Setelah lulus kuliah, di tahun 1997, Sarwo bekerja sebagai analis di Panin Sekuritas. Tapi, ia hanya bertahan setahun menjadi analis. Ia merasa tidak cocok dengan pekerjaannya. “Saat itu, saya membuat analisis tentang ekonomi makro yang murni, sementara yang sedang tren kala itu adalah analisis politik ekonomi. Padahal, saya tidak suka politik,” katanya.
Beberapa teman di Singapura yang kebetulan juga alumni Curtin University mengajaknya berbisnis di bidang teknologi informasi. Sarwo menyanggupi meski sebenarnya tidak tahu-menahu soal bidang ini. Meski begitu, “Saya melihat kebutuhan telekomunikasi di Indonesia masih sangat besar dan kala itu masih sangat mahal,” katanya.
Pada awal tahun 2000, bersama dengan empat rekannya, Sarwo mendirikan PT Nebula Unggul Nusantara, sebuah perusahaan yang bergerak di bisnis VoIP Global Clearing House. Salah satu produknya adalah kartu telpon prabayar Komnet yang menyediakan layanan telekomunikasi lewat internet, atau lazim disebut voice over internet protocol (VoIP).
Agar ceruk bisnisnya makin luas, Sarwo membuka point of presence (POP) jaringan internet ke beberapa kota di Indonesia dan luar negeri seperti Malaysia dan Singapura. “Ibu saya senang, karena bisa menelepon kakak di Jerman dengan murah,” katanya.
Sayang, bisnis ini tak bertahan lama lantaran pemerintah menyatakan layanan VoIP Komnet ilegal lantaran ia tidak memegang lisensi seperti yang dimiliki operator telekomunikasi. “Saya terpukul. Sebab, sebelumnya saya sudah meminta izin tapi tidak diberi,” katanya. Tahun 2001, Sarwo menjual Komnet ke salah satu operator telekomunikasi besar.
Waktu yang tepat
Sarwo tidak patah arang. Masih bersama teman-temannya, ia banting setir menjadi penjual kamera close circuit television atau CCTV. Ia melihat peluang, sejak marak kerusuhan, banyak orang membutuhkan pengawasan ekstra. Dengan begitu, permintaan kamera CCTV ikut melonjak. Sarwo juga sering ikut tender pengadaan CCTV di beberapa perusahaan.

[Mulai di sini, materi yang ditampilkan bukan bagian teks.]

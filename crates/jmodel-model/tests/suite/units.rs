use std::path::Path;

use jmodel_model::{Printer, UnitKey};
use pretty_assertions::assert_eq;

use super::{source_env, type_names};

const MAIN: &str = r#"package u;

import java.util.List;
import java.util.*;
import static u.Helper.twice;
import static u.Helper.*;

class Helper {
    static int twice(int x) { return 2 * x; }
}

public class Main {
    List<String> names;

    static class Deep {
        interface Deeper {}
    }
}
"#;

fn env() -> jmodel_model::LookupEnvironment {
    source_env(&[("u/Main.java", MAIN)])
}

#[test]
fn imports_keep_their_written_form() {
    let env = env();
    let unit = env.compilation_unit(Path::new("/mem/u/Main.java")).unwrap();
    assert_eq!(unit.package_name(), "u");

    let imports = unit.imports();
    assert_eq!(imports.len(), 4);
    assert_eq!(imports[0].path, "java.util.List");
    assert_eq!(imports[0].simple_name(), Some("List"));
    assert!(imports[1].is_on_demand);
    assert_eq!(imports[1].simple_name(), None);
    assert_eq!(imports[1].to_string(), "import java.util.*;");
    assert!(imports[2].is_static);
    assert_eq!(imports[3].to_string(), "import static u.Helper.*;");

    assert_eq!(unit.import(0), Some(&imports[0]));
    assert!(unit.import(9).is_none());
    assert_eq!(unit.import_named("twice").unwrap().path, "u.Helper.twice");
    assert!(unit.import_named("Map").is_none());
}

#[test]
fn types_are_found_at_any_depth() {
    let env = env();
    let unit = env.compilation_unit(Path::new("/mem/u/Main.java")).unwrap();
    assert_eq!(type_names(unit.types()), vec!["Helper", "Main"]);
    assert_eq!(unit.main_type().unwrap().name(), "Main");

    let deeper = unit.find_type("Deeper").unwrap();
    assert_eq!(deeper.qualified_name(), "u.Main.Deep.Deeper");
    assert!(deeper.is_interface());
    assert_eq!(unit.find_type("Helper").unwrap().qualified_name(), "u.Helper");
    assert!(unit.find_type("Nope").is_none());
}

#[test]
fn unit_identity_follows_its_main_type() {
    let env = env();
    let main = env.find_type("u.Main").unwrap();
    let unit = main.compilation_unit().unwrap();
    assert_eq!(
        unit.key(),
        &UnitKey {
            package: "u".into(),
            main_type: "Main".into(),
        }
    );
    assert_eq!(unit.key().to_string(), "u/Main");
    assert_eq!(env.find_type("u.Helper").unwrap().compilation_unit().unwrap(), unit);
    assert_eq!(env.compilation_units(), vec![unit.clone()]);
    assert_eq!(unit.path(), Path::new("/mem/u/Main.java"));
    assert!(unit.parse_errors().is_empty());
    assert!(env.find_type("java.lang.String").unwrap().compilation_unit().is_none());
}

#[test]
fn printed_unit_lists_package_imports_and_types() {
    let env = env();
    let unit = env.compilation_unit(Path::new("/mem/u/Main.java")).unwrap();
    let text = Printer::new().members(false).print_unit(&unit);
    assert_eq!(
        text,
        "package u;\n\
         import java.util.List;\n\
         import java.util.*;\n\
         import static u.Helper.twice;\n\
         import static u.Helper.*;\n\
         \n\
         class u.Helper\n\
         \n\
         public class u.Main\n"
    );
}

#[test]
fn syntax_errors_are_kept_on_the_unit() {
    let env = source_env(&[(
        "u/Bad.java",
        "package u;\npublic class Bad {\n    int x = ;\n    public void ok() {}\n}\n",
    )]);
    let bad = env.find_type("u.Bad").unwrap();
    let unit = bad.compilation_unit().unwrap();
    assert!(!unit.parse_errors().is_empty());
    assert!(!env.compile_errors(&bad).is_empty());
    assert_eq!(bad.methods_named("ok").len(), 1);
}
use std::fmt;
use std::hash::{Hash, Hasher};
use std::sync::{Arc, OnceLock};

use crate::annotation::{Annotation, Value};
use crate::binding::{ConstValue, FieldBinding};
use crate::env::binder::{field_view, FieldSite, FieldSlot, Scope};
use crate::error::Result;
use crate::flags::Modifiers;
use crate::key::{MemberKey, MemberKind};
use crate::types::{BoundType, SourceType, Type};

use super::MemberOwner;

#[derive(Clone)]
pub struct Field(Arc<FieldData>);

struct FieldData {
    repr: FieldRepr,
    name: String,
    modifiers: Modifiers,
    is_enum_constant: bool,
    ty: OnceLock<Result<Type>>,
    constant: OnceLock<Option<ConstValue>>,
    annotations: OnceLock<Vec<Annotation>>,
}

enum FieldRepr {
    Source { owner: SourceType, slot: FieldSlot },
    /// `index` points into the owner binding's fields.
    Bound { owner: BoundType, index: usize },
}

impl FieldRepr {
    fn owner(&self) -> MemberOwner {
        match self {
            FieldRepr::Source { owner, .. } => MemberOwner::Source(owner.clone()),
            FieldRepr::Bound { owner, .. } => MemberOwner::Bound(owner.clone()),
        }
    }

    fn binding(&self) -> Option<&FieldBinding> {
        match self {
            FieldRepr::Bound { owner, index } => owner.binding.fields.get(*index),
            FieldRepr::Source { .. } => None,
        }
    }
}

impl Field {
    pub(crate) fn source(owner: &MemberOwner, slot: FieldSlot) -> Option<Field> {
        let MemberOwner::Source(source) = owner else {
            return None;
        };
        let view = field_view(&source.loc.decl, slot)?;
        Some(Field::new(
            FieldRepr::Source {
                owner: source.clone(),
                slot,
            },
            view.name.to_string(),
            view.modifiers,
            view.is_enum_constant,
        ))
    }

    pub(crate) fn bound(owner: &MemberOwner, index: usize) -> Option<Field> {
        let MemberOwner::Bound(bound) = owner else {
            return None;
        };
        let field = bound.binding.fields.get(index)?;
        Some(Field::new(
            FieldRepr::Bound {
                owner: bound.clone(),
                index,
            },
            field.name.clone(),
            field.modifiers,
            field.is_enum_constant,
        ))
    }

    fn new(repr: FieldRepr, name: String, modifiers: Modifiers, is_enum_constant: bool) -> Field {
        Field(Arc::new(FieldData {
            repr,
            name,
            modifiers,
            is_enum_constant,
            ty: OnceLock::new(),
            constant: OnceLock::new(),
            annotations: OnceLock::new(),
        }))
    }

    pub fn name(&self) -> &str {
        &self.0.name
    }

    pub fn modifiers(&self) -> Modifiers {
        self.0.modifiers
    }

    pub fn is_enum_constant(&self) -> bool {
        self.0.is_enum_constant
    }

    pub fn declaring_type(&self) -> Type {
        self.0.repr.owner().to_type()
    }

    pub fn is_declaration_driven(&self) -> bool {
        matches!(self.0.repr, FieldRepr::Source { .. })
    }

    pub fn is_stale(&self) -> bool {
        self.0.repr.owner().ctx().is_stale()
    }

    /// Declared type; the enum itself for enum constants.
    pub fn field_type(&self) -> Result<Type> {
        self.0
            .ty
            .get_or_init(|| {
                let owner = self.0.repr.owner();
                match &self.0.repr {
                    FieldRepr::Source { owner: source, slot } => {
                        match field_view(&source.loc.decl, *slot).and_then(|view| view.ty) {
                            Some(tref) => owner.convert_written(&Scope::for_type(&source.loc), &tref),
                            None => Ok(owner.to_type()),
                        }
                    }
                    FieldRepr::Bound { .. } => match self.0.repr.binding() {
                        Some(field) => owner.convert_bound(&field.ty),
                        None => Ok(owner.to_type()),
                    },
                }
            })
            .clone()
    }

    /// Compile-time constant value, if the field has one.
    pub fn constant(&self) -> Option<&ConstValue> {
        self.0
            .constant
            .get_or_init(|| match &self.0.repr {
                FieldRepr::Source { owner, slot } => owner.ctx.state.field_constant(
                    owner.loc.binary_name(),
                    &FieldSite::Source {
                        loc: owner.loc.clone(),
                        slot: *slot,
                    },
                ),
                FieldRepr::Bound { .. } => {
                    self.0.repr.binding().and_then(|field| field.constant.clone())
                }
            })
            .as_ref()
    }

    /// [`constant`](Self::constant) as a model value.
    pub fn constant_value(&self) -> Option<Value> {
        self.constant().cloned().map(Value::from)
    }

    pub fn annotations(&self) -> &[Annotation] {
        self.0.annotations.get_or_init(|| match &self.0.repr {
            FieldRepr::Source { owner, slot } => {
                let scope = Scope::for_type(&owner.loc);
                field_view(&owner.loc.decl, *slot)
                    .map(|view| {
                        view.annotations
                            .iter()
                            .map(|annotation| {
                                Annotation::source(&owner.ctx, scope.clone(), annotation.clone())
                            })
                            .collect()
                    })
                    .unwrap_or_default()
            }
            FieldRepr::Bound { owner, .. } => self
                .0
                .repr
                .binding()
                .map(|field| {
                    field
                        .annotations
                        .iter()
                        .map(|annotation| Annotation::bound(&owner.ctx, annotation.clone()))
                        .collect()
                })
                .unwrap_or_default(),
        })
    }

    pub fn annotation(&self, name: &str) -> Option<Annotation> {
        crate::annotation::find(self.annotations(), name)
    }

    pub fn key(&self) -> MemberKey {
        MemberKey {
            owner: self.0.repr.owner().type_key(),
            kind: MemberKind::Field,
            name: self.0.name.clone(),
            signature: String::new(),
        }
    }
}

impl PartialEq for Field {
    fn eq(&self, other: &Self) -> bool {
        self.key() == other.key()
    }
}

impl Eq for Field {}

impl Hash for Field {
    fn hash<H: Hasher>(&self, state: &mut H) {
        self.key().hash(state);
    }
}

impl fmt::Debug for Field {
    fn fmt(&self, f: &mut fmt::Formatter<'_>) -> fmt::Result {
        write!(f, "Field({})", self.key())
    }
}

Sembari berbisnis CCTV, Sarwo melirik kembali bisnis informasi teknologi. “Di Singapura saat itu sedang asyik bisnis SMS dan mobile content,” katanya. Melihat tren yang sama bakal terjadi di Indonesia, ia mendirikan bisnis mobile content. Produknya antara lain SMS berhadiah, ring back tone, game, wallpaper, dan lainnya. “Saya percaya, bisnis ini masih bertahan, meski bentuk konten terus berubah,” katanya.
Sukses di bisnis konten ponsel, pada tahun 2007, lewat PT Konten Indomedia Pratama, Sarwo menjadi agen tunggal penjualan ponsel bermerek Philips. Sayang, ia gagal mendongkrak penjualan ponsel Philips lantaran kalah dengan ponsel yang lebih mengedepankan style dan gengsi.
Meski begitu, melihat pasar ponsel kian booming seiring dengan perang tarif para operator telekomunikasi, Sarwo melihat peluang menggarap ponsel murah. “Ceruk pasar ponsel untuk kalangan menengah ke bawah masih lebar dan belum terlayani ponsel merek-merek terkenal. Ponsel China bisa menjadi pilihan,” ujarnya.
Dengan menggunakan merek IMO, Sarwo menggandeng semua operator untuk memasarkan ponsel lewat bundling. Tapi, ia ingin Indonesia tak cuma jadi pasar. “Saya ingin kita menjadi negara produsen,” katanya. Makanya, ia memproduksi ponsel IMO di sini. Saat ini, penjualan IMO terus naik sekitar 25%–30% per tahun.